Exercise brief: Using the records that follow, copy every line containing the word "format".

Records for this task:
------

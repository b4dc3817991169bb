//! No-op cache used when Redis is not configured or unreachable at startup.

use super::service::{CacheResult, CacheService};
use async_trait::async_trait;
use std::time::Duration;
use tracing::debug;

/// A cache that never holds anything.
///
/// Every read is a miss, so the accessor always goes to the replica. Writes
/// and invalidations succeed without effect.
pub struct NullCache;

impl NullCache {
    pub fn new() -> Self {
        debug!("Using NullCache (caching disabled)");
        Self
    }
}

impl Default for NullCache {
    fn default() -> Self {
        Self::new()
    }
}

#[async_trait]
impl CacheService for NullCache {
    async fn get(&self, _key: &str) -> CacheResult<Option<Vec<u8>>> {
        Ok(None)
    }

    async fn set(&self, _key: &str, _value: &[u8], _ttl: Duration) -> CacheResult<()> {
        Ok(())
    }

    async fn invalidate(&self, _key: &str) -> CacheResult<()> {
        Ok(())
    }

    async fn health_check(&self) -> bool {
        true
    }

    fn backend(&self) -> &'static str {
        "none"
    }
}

------

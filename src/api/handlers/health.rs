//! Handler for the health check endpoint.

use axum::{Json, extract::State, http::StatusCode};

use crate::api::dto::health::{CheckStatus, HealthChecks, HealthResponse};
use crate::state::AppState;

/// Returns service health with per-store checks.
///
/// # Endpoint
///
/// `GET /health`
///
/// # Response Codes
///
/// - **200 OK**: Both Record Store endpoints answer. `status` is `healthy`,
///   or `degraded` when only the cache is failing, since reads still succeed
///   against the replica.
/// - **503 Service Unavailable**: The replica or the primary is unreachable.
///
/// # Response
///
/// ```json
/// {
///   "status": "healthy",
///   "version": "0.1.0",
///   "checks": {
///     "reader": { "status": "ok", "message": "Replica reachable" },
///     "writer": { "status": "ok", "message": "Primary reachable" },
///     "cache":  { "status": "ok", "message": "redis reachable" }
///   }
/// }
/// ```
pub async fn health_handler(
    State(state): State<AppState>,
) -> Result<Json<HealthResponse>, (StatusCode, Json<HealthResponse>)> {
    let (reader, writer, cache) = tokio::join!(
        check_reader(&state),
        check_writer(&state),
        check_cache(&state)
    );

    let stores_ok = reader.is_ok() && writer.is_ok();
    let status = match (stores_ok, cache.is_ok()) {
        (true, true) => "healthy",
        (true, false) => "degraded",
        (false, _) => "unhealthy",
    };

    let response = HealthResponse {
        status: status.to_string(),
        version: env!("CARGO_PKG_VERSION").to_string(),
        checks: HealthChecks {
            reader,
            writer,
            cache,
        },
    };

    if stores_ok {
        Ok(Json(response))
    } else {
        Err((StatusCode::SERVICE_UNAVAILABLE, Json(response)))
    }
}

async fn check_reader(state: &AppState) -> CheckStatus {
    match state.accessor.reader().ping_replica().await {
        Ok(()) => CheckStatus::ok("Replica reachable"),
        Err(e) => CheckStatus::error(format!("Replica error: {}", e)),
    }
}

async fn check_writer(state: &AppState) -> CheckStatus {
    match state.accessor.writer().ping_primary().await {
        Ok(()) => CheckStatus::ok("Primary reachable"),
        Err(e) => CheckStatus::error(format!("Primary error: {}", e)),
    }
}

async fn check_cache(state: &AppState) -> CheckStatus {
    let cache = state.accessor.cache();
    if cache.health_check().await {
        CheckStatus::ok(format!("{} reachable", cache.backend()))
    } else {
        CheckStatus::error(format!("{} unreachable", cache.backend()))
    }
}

------

Exercise answer:
        Err(e) => CheckStatus::error(format!("Replica error: {}", e)),
        Err(e) => CheckStatus::error(format!("Primary error: {}", e)),
        CheckStatus::ok(format!("{} reachable", cache.backend()))
        CheckStatus::error(format!("{} unreachable", cache.backend()))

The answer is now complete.